Vor Spiegels Aussage haben im Laufe der mehr als vierzehnstündigen Mammutsitzung am Freitag zunächst Mitarbeiter aus Spiegels damaligem Ministerium und der angeschlossenen Behörde Stellung genommen. Weder ihr Büroleiter Giuseppe Lipani noch die für Hochwassermeldungen zuständige Behördenleiterin, Sabine Riewenherm, hatten nach eigenen Angaben direkt Kontakt zur Ministerin. „Ich war der Meinung, dass das ein Ausmaß hat, dass die Hausleitung informiert sein sollte und sich gegebenenfalls ein Bild vor Ort machen sollte“, sagte sie am Nachmittag im Untersuchungsausschuss. Das habe sich aber nicht auf den Abend selbst bezogen, ergänzte die damalige Behördenleiterin, die heute Präsidentin des Bundesamts für Naturschutz ist.

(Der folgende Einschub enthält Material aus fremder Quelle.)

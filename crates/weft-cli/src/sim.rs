//! Timer simulation.
//!
//! Each top-level driver seeds timers into one system-wide task stream and
//! asks to cancel every n-th of them. The system's update ledger counts
//! timers down and resolves finished ones back to the driver that started
//! them; its cancel ledger reports the cancelled ones. Each driver collects
//! its results into a shared report. Child drivers record how many of
//! their parent's requests reached them.

use std::collections::BTreeMap;
use std::time::Instant;

use anyhow::Context;
use rand::rngs::StdRng;
use rand::{Rng, SeedableRng};
use serde::Serialize;
use tracing::info;
use weft_access::{AccessControlledValue, AccessType};
use weft_driver::{TaskDriver, TaskSystem};
use weft_jobs::{JobHandle, JobScheduler};
use weft_ledger::{
    cancel_ledger, update_ledger, RequirementKey, RequirementLedger, SingleJob, TaskCanceller, TaskUpdater, Usage,
};
use weft_stream::{InstanceStream, ResolveTargets, TaskStream};
use weft_types::{DriverContext, Instance, OwnerKey};

use crate::config::SimConfig;

#[derive(Clone, Copy, Debug)]
pub struct Timer {
    pub ticks: u32,
    pub remaining: u32,
}

#[derive(Clone, Copy, Debug, PartialEq, Eq, Serialize)]
#[serde(rename_all = "snake_case")]
pub enum TimerOutcome {
    Completed { ticks: u32 },
    Cancelled { remaining: u32 },
}

#[derive(Clone, Debug, Serialize)]
pub struct DriverReport {
    pub name: String,
    pub context: DriverContext,
    pub parent: Option<DriverContext>,
    pub started: u64,
    pub cancel_requests: u64,
    pub completed: u64,
    pub cancelled: u64,
    /// Cancellation requests seen in this driver's lookup, summed over passes.
    pub requests_seen: u64,
}

impl DriverReport {
    fn new(name: &str, context: DriverContext, parent: Option<DriverContext>) -> Self {
        Self {
            name: name.to_string(),
            context,
            parent,
            started: 0,
            cancel_requests: 0,
            completed: 0,
            cancelled: 0,
            requests_seen: 0,
        }
    }
}

#[derive(Clone, Debug, Serialize)]
pub struct SimReport {
    pub passes: u64,
    pub workers: usize,
    pub elapsed_ms: u128,
    pub started: u64,
    pub completed: u64,
    pub cancelled: u64,
    /// Timers still counting down, plus results not yet collected.
    pub unfinished: u64,
    pub drivers: Vec<DriverReport>,
}

type Reports = AccessControlledValue<BTreeMap<DriverContext, DriverReport>>;

/// Build the system described by `config`, run it, and report.
pub fn run(config: &SimConfig) -> anyhow::Result<SimReport> {
    let scheduler = JobScheduler::new(config.scheduler.clone()).context("starting job scheduler")?;
    let mut system = TaskSystem::new("timers", scheduler.lane_count());
    let timers = system.create_task_stream::<Timer>("timers")?;
    let reports: Reports = AccessControlledValue::new("reports", BTreeMap::new());
    let mut targets = ResolveTargets::new("timer-results");

    for d in 0..config.drivers {
        let driver = system.create_driver(&format!("driver-{d}"))?;
        build_driver(driver, config, &timers, &reports, &mut targets)?;
    }

    let update = update_ledger(
        "timers:update",
        &timers,
        system.cancel_requests(),
        &targets,
        config.batch,
        |timer: &Timer, task: &TaskUpdater<'_, Timer, TimerOutcome>| {
            if timer.remaining <= 1 {
                task.resolve(TimerOutcome::Completed { ticks: timer.ticks })
            } else {
                task.continue_with(Timer {
                    remaining: timer.remaining - 1,
                    ..*timer
                })
            }
        },
    )?;
    let cancel = cancel_ledger(
        "timers:cancel",
        &timers,
        &targets,
        config.batch,
        |timer: &Timer, task: &TaskCanceller<'_, TimerOutcome>| {
            task.resolve(TimerOutcome::Cancelled {
                remaining: timer.remaining,
            })
        },
    )?;
    system.add_ledger(update)?;
    system.add_ledger(cancel)?;
    system.harden()?;

    let start = Instant::now();
    let mut token = JobHandle::completed();
    for _ in 0..config.passes {
        token = system.run_pass(&token, &scheduler)?;
        token.wait().with_context(|| format!("pass {} failed", system.pass_count()))?;
    }
    let elapsed_ms = start.elapsed().as_millis();

    let drivers: Vec<DriverReport> = reports.with_read(|r| r.values().cloned().collect())?;
    system.dispose()?;

    let started = drivers.iter().map(|d| d.started).sum::<u64>();
    let completed = drivers.iter().map(|d| d.completed).sum::<u64>();
    let cancelled = drivers.iter().map(|d| d.cancelled).sum::<u64>();
    let report = SimReport {
        passes: config.passes,
        workers: scheduler.worker_count(),
        elapsed_ms,
        started,
        completed,
        cancelled,
        unfinished: started.saturating_sub(completed + cancelled),
        drivers,
    };
    info!(
        passes = report.passes,
        started = report.started,
        completed = report.completed,
        cancelled = report.cancelled,
        "simulation finished"
    );
    Ok(report)
}

fn build_driver(
    driver: &mut TaskDriver,
    config: &SimConfig,
    timers: &TaskStream<Timer>,
    reports: &Reports,
    targets: &mut ResolveTargets<TimerOutcome>,
) -> anyhow::Result<()> {
    let context = driver.context();
    let name = driver.name().to_string();
    let results = driver.create_stream::<Instance<TimerOutcome>>("results")?;
    targets.register(context, results.clone());

    driver.add_ledger(seed_ledger(&name, context, config, timers, reports)?)?;
    if config.cancel_every > 0 {
        let requests = cancel_request_ledger(&name, context, config, driver, reports)?;
        driver.add_ledger(requests)?;
    }
    driver.add_ledger(collect_ledger(&name, context, &results, reports)?)?;

    for c in 0..config.children {
        let child = driver.create_child(&format!("{name}.{c}"))?;
        let child_name = child.name().to_string();
        let child_context = child.context();
        let watch = watch_ledger(&child_name, child_context, child, reports)?;
        child.add_ledger(watch)?;
        register_report(reports, &child_name, child_context, Some(context))?;
    }
    register_report(reports, &name, context, None)
}

fn register_report(
    reports: &Reports,
    name: &str,
    context: DriverContext,
    parent: Option<DriverContext>,
) -> anyhow::Result<()> {
    let (grant, view) = reports.acquire_async(AccessType::ExclusiveWrite)?;
    grant.dependency().wait()?;
    view.write()?.insert(context, DriverReport::new(name, context, parent));
    grant.release(&JobHandle::completed());
    Ok(())
}

/// Seed this driver's timers on the first pass.
fn seed_ledger(
    name: &str,
    context: DriverContext,
    config: &SimConfig,
    timers: &TaskStream<Timer>,
    reports: &Reports,
) -> anyhow::Result<RequirementLedger> {
    let count = config.timers;
    let (min, max) = (config.min_ticks, config.max_ticks);
    let seed = config.seed ^ u64::from(context.raw());
    let label = format!("{name}:seed");

    let job = label.clone();
    let binding = SingleJob::new(label.clone(), move |data, ctx| {
        let writer = data.task_writer::<Timer>().map_err(|e| e.into_job_error(&job))?;
        let report = data
            .value::<BTreeMap<DriverContext, DriverReport>>(Usage::ExclusiveWrite)
            .map_err(|e| e.into_job_error(&job))?;
        let mut rng = StdRng::seed_from_u64(seed);
        let seeded = (0..count).map(|n| {
            let ticks = rng.gen_range(min..=max);
            Instance::new(OwnerKey(n as u64), context, Timer { ticks, remaining: ticks })
        });
        writer
            .append_all(ctx.lane(), seeded)
            .map_err(|e| e.into_job_error(&job))?;
        let mut report = report.write().map_err(|_| ctx.fail("reports poisoned"))?;
        if let Some(entry) = report.get_mut(&context) {
            entry.started += count as u64;
        }
        Ok(())
    })
    .expecting(RequirementKey::of::<TaskStream<Timer>>(Usage::Write));

    let mut ledger = RequirementLedger::new(label, context, binding).run_once();
    ledger
        .require_task_stream_for_write(timers)?
        .require_value(reports, Usage::ExclusiveWrite)?;
    Ok(ledger)
}

/// Ask to cancel every n-th timer on the first pass.
fn cancel_request_ledger(
    name: &str,
    context: DriverContext,
    config: &SimConfig,
    driver: &TaskDriver,
    reports: &Reports,
) -> anyhow::Result<RequirementLedger> {
    let every = config.cancel_every;
    let count = config.timers;
    let label = format!("{name}:cancel-requests");

    let job = label.clone();
    let binding = SingleJob::new(label.clone(), move |data, ctx| {
        let writer = data.cancel_writer().map_err(|e| e.into_job_error(&job))?;
        let report = data
            .value::<BTreeMap<DriverContext, DriverReport>>(Usage::ExclusiveWrite)
            .map_err(|e| e.into_job_error(&job))?;
        let mut requested = 0u64;
        for n in (0..count).step_by(every) {
            writer
                .request_cancel(ctx.lane(), OwnerKey(n as u64))
                .map_err(|e| e.into_job_error(&job))?;
            requested += 1;
        }
        let mut report = report.write().map_err(|_| ctx.fail("reports poisoned"))?;
        if let Some(entry) = report.get_mut(&context) {
            entry.cancel_requests += requested;
        }
        Ok(())
    });

    let mut ledger = RequirementLedger::new(label, context, binding).run_once();
    ledger
        .require_cancel_requests_for_write(driver.cancel_requests())?
        .require_value(reports, Usage::ExclusiveWrite)?;
    Ok(ledger)
}

/// Tally the results resolved back to this driver.
fn collect_ledger(
    name: &str,
    context: DriverContext,
    results: &InstanceStream<Instance<TimerOutcome>>,
    reports: &Reports,
) -> anyhow::Result<RequirementLedger> {
    let label = format!("{name}:collect");
    let job = label.clone();
    let binding = SingleJob::new(label.clone(), move |data, ctx| {
        let results = data
            .stream_reader::<Instance<TimerOutcome>>()
            .and_then(|r| Ok(r.current()?))
            .map_err(|e| e.into_job_error(&job))?;
        if results.is_empty() {
            return Ok(());
        }
        let (completed, cancelled) = results.iter().fold((0u64, 0u64), |(done, gone), r| match r.payload {
            TimerOutcome::Completed { .. } => (done + 1, gone),
            TimerOutcome::Cancelled { .. } => (done, gone + 1),
        });
        let report = data
            .value::<BTreeMap<DriverContext, DriverReport>>(Usage::ExclusiveWrite)
            .map_err(|e| e.into_job_error(&job))?;
        let mut report = report.write().map_err(|_| ctx.fail("reports poisoned"))?;
        if let Some(entry) = report.get_mut(&context) {
            entry.completed += completed;
            entry.cancelled += cancelled;
        }
        Ok(())
    })
    .expecting(RequirementKey::of::<InstanceStream<Instance<TimerOutcome>>>(Usage::Read));

    let mut ledger = RequirementLedger::new(label, context, binding);
    ledger
        .require_stream_for_read(results)?
        .require_value(reports, Usage::ExclusiveWrite)?;
    Ok(ledger)
}

/// Record how many requests reached a child driver's lookup each pass.
fn watch_ledger(
    name: &str,
    context: DriverContext,
    child: &TaskDriver,
    reports: &Reports,
) -> anyhow::Result<RequirementLedger> {
    let label = format!("{name}:watch");
    let job = label.clone();
    let binding = SingleJob::new(label.clone(), move |data, ctx| {
        let seen = data
            .cancel_reader()
            .and_then(|r| Ok(r.len()?))
            .map_err(|e| e.into_job_error(&job))?;
        if seen == 0 {
            return Ok(());
        }
        let report = data
            .value::<BTreeMap<DriverContext, DriverReport>>(Usage::ExclusiveWrite)
            .map_err(|e| e.into_job_error(&job))?;
        let mut report = report.write().map_err(|_| ctx.fail("reports poisoned"))?;
        if let Some(entry) = report.get_mut(&context) {
            entry.requests_seen += seen as u64;
        }
        Ok(())
    });

    let mut ledger = RequirementLedger::new(label, context, binding);
    ledger
        .require_cancel_requests_for_read(child.cancel_requests())?
        .require_value(reports, Usage::ExclusiveWrite)?;
    Ok(ledger)
}

#[cfg(test)]
mod tests {
    use super::*;
    use weft_jobs::SchedulerConfig;

    fn small(cancel_every: usize) -> SimConfig {
        SimConfig {
            drivers: 3,
            children: 2,
            timers: 200,
            passes: 20,
            min_ticks: 1,
            max_ticks: 5,
            cancel_every,
            scheduler: SchedulerConfig::with_workers(2),
            ..SimConfig::default()
        }
    }

    #[test]
    fn every_timer_finishes_given_enough_passes() {
        let report = run(&small(0)).unwrap();
        assert_eq!(report.started, 600);
        assert_eq!(report.completed, 600);
        assert_eq!(report.cancelled, 0);
        assert_eq!(report.unfinished, 0);
    }

    #[test]
    fn requested_timers_are_cancelled_not_completed() {
        let report = run(&small(10)).unwrap();
        // Requests reach the system the pass after seeding, before any
        // timer can finish.
        assert_eq!(report.cancelled, 3 * 20);
        assert_eq!(report.completed, 600 - 60);

        let children: Vec<_> = report.drivers.iter().filter(|d| d.parent.is_some()).collect();
        assert_eq!(children.len(), 6);
        assert!(children.iter().all(|c| c.requests_seen == 20 && c.started == 0));
        let parents: Vec<_> = report.drivers.iter().filter(|d| d.parent.is_none()).collect();
        assert!(parents.iter().all(|p| p.cancel_requests == 20 && p.cancelled == 20));
    }
}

Prognosen höher als bei Jahrhundertflut

Riewenherm erklärte, sie habe Umweltstaatssekretär Erwin Manz am frühen Abend darüber informiert, „dass sich die Lage an der Ahr extrem zuspitzen werde“. Man habe die höchste Warnstufe ausgerufen und es habe sehr hohe Pegelprognosen gegeben - weitaus höher als bei der Jahrhundertflut 2016.

Am Tag danach reiste Spiegel dann ins Flutgebiet, allerdings nicht ins Ahrtal, sondern nach Trier-Ehrang. „Für mich war sehr wichtig, dass ich nicht irgendwo bin, wo ich womöglich Rettungskräften im Weg stand“, erklärte die Ministerin.